SUPPLIED ENTRIES:
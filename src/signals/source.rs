//! # SignalSource: named emitter of fault signals.
//!
//! A [`SignalSource`] emits [`Signal`]s to its subscribed
//! [`FaultHandler`](super::FaultHandler)s, either on the caller's thread or on
//! a short-lived worker thread.
//!
//! ## Emission paths
//! ```text
//! emit(false) ──► handlers run on the caller's thread
//!
//! emit(true)  ──► thread::spawn ──► handlers run on the worker ──► worker exits
//! ```
//!
//! ## Rules
//! - No retry and no backoff: one emission invokes each handler at most once.
//! - With no subscriber, emission is a no-op (`try_emit` reports
//!   [`DeliveryError::NoSubscriber`]).
//! - Handlers are snapshotted at emission time; later (un)subscriptions do not
//!   affect a worker that is already running.
//! - A panicking handler is caught and logged; the remaining handlers still run.
//!
//! ## Example
//! ```rust
//! use std::sync::Arc;
//! use std::sync::atomic::{AtomicUsize, Ordering};
//! use faultline::{HandlerFn, Signal, SignalSource};
//!
//! let hits = Arc::new(AtomicUsize::new(0));
//! let source = SignalSource::arc("Screen0");
//! let counter = Arc::clone(&hits);
//! source.subscribe(HandlerFn::arc("count", move |_: &Signal| {
//!     counter.fetch_add(1, Ordering::SeqCst);
//! }));
//!
//! source.emit(false);
//! if let Some(worker) = source.emit(true) {
//!     worker.join().unwrap();
//! }
//! assert_eq!(hits.load(Ordering::SeqCst), 2);
//! ```

use std::fmt;
use std::panic::{self, AssertUnwindSafe};
use std::sync::atomic::{AtomicBool, AtomicU64, Ordering};
use std::sync::{Arc, PoisonError, RwLock};
use std::thread;

use tracing::{trace, warn};

use super::handler::HandlerRef;
use super::signal::Signal;
use crate::dispatch::panic_message;
use crate::error::DeliveryError;

/// Token returned by [`SignalSource::subscribe`], used to unsubscribe.
#[derive(Clone, Copy, Debug, PartialEq, Eq, Hash)]
pub struct HandlerId(u64);

/// Named emitter of fault signals.
pub struct SignalSource {
    name: Arc<str>,
    handlers: RwLock<Vec<(HandlerId, HandlerRef)>>,
    next_id: AtomicU64,
    active: AtomicBool,
}

impl fmt::Debug for SignalSource {
    fn fmt(&self, f: &mut fmt::Formatter<'_>) -> fmt::Result {
        f.debug_struct("SignalSource")
            .field("name", &self.name)
            .field("subscribers", &self.subscriber_count())
            .field("active", &self.is_active())
            .finish()
    }
}

impl SignalSource {
    /// Creates an active source with no subscriber.
    pub fn new(name: impl Into<Arc<str>>) -> Self {
        Self {
            name: name.into(),
            handlers: RwLock::new(Vec::new()),
            next_id: AtomicU64::new(0),
            active: AtomicBool::new(true),
        }
    }

    /// Creates the source and returns it as a shared handle.
    pub fn arc(name: impl Into<Arc<str>>) -> Arc<Self> {
        Arc::new(Self::new(name))
    }

    /// Stable source name.
    pub fn name(&self) -> &str {
        &self.name
    }

    /// Attaches a handler; handlers run in subscription order.
    pub fn subscribe(&self, handler: HandlerRef) -> HandlerId {
        let id = HandlerId(self.next_id.fetch_add(1, Ordering::Relaxed));
        self.handlers
            .write()
            .unwrap_or_else(PoisonError::into_inner)
            .push((id, handler));
        id
    }

    /// Detaches a handler. Returns `false` if `id` was not subscribed.
    pub fn unsubscribe(&self, id: HandlerId) -> bool {
        let mut handlers = self
            .handlers
            .write()
            .unwrap_or_else(PoisonError::into_inner);
        let before = handlers.len();
        handlers.retain(|(h, _)| *h != id);
        handlers.len() != before
    }

    /// Number of attached handlers.
    pub fn subscriber_count(&self) -> usize {
        self.handlers
            .read()
            .unwrap_or_else(PoisonError::into_inner)
            .len()
    }

    /// True while the source is shown; the cadence generator only picks active sources.
    pub fn is_active(&self) -> bool {
        self.active.load(Ordering::Acquire)
    }

    /// Shows or hides the source. Hidden sources can still emit when asked directly.
    pub fn set_active(&self, active: bool) {
        self.active.store(active, Ordering::Release);
    }

    /// Emits one signal, silently doing nothing if no handler is attached.
    ///
    /// Returns the worker's join handle for cross-thread emission.
    pub fn emit(&self, cross_thread: bool) -> Option<thread::JoinHandle<()>> {
        match self.try_emit(cross_thread) {
            Ok(worker) => worker,
            Err(e) => {
                trace!(source = %self.name, reason = e.as_label(), "emit skipped");
                None
            }
        }
    }

    /// Emits one signal.
    ///
    /// - `cross_thread = false`: handlers run before this call returns.
    /// - `cross_thread = true`: a worker thread runs them; its handle is returned.
    ///
    /// ### Errors
    /// [`DeliveryError::NoSubscriber`] if no handler is attached. A worker thread
    /// that cannot be spawned is logged and treated as a dropped emission.
    pub fn try_emit(
        &self,
        cross_thread: bool,
    ) -> Result<Option<thread::JoinHandle<()>>, DeliveryError> {
        let handlers = self.snapshot();
        if handlers.is_empty() {
            return Err(DeliveryError::NoSubscriber {
                source_name: Arc::clone(&self.name),
            });
        }

        if !cross_thread {
            notify(&handlers, &Signal::now(Arc::clone(&self.name)));
            return Ok(None);
        }

        let name = Arc::clone(&self.name);
        let spawned = thread::Builder::new()
            .name(format!("{}-fault", self.name))
            .spawn(move || notify(&handlers, &Signal::now(name)));
        match spawned {
            Ok(worker) => Ok(Some(worker)),
            Err(e) => {
                warn!(
                    source = %self.name,
                    error = %e,
                    "failed to spawn fault worker; signal dropped"
                );
                Ok(None)
            }
        }
    }

    fn snapshot(&self) -> Vec<HandlerRef> {
        self.handlers
            .read()
            .unwrap_or_else(PoisonError::into_inner)
            .iter()
            .map(|(_, h)| Arc::clone(h))
            .collect()
    }
}

/// Invokes every handler once, isolating panics.
fn notify(handlers: &[HandlerRef], signal: &Signal) {
    for handler in handlers {
        let call = AssertUnwindSafe(|| handler.on_signal(signal));
        if let Err(panic_err) = panic::catch_unwind(call) {
            warn!(
                source = %signal.source,
                handler = handler.name(),
                info = %panic_message(panic_err.as_ref()),
                "fault handler panicked"
            );
        }
    }
}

TASK INSTRUCTIONS: From the records above, print exactly the lines that run from the line with "use super::signal::Signal;" to the line with "with no subscriber.", inclusive.

THE ANSWER:
use super::signal::Signal;
use crate::dispatch::panic_message;
use crate::error::DeliveryError;

/// Token returned by [`SignalSource::subscribe`], used to unsubscribe.
#[derive(Clone, Copy, Debug, PartialEq, Eq, Hash)]
pub struct HandlerId(u64);

/// Named emitter of fault signals.
pub struct SignalSource {
    name: Arc<str>,
    handlers: RwLock<Vec<(HandlerId, HandlerRef)>>,
    next_id: AtomicU64,
    active: AtomicBool,
}

impl fmt::Debug for SignalSource {
    fn fmt(&self, f: &mut fmt::Formatter<'_>) -> fmt::Result {
        f.debug_struct("SignalSource")
            .field("name", &self.name)
            .field("subscribers", &self.subscriber_count())
            .field("active", &self.is_active())
            .finish()
    }
}

impl SignalSource {
    /// Creates an active source with no subscriber.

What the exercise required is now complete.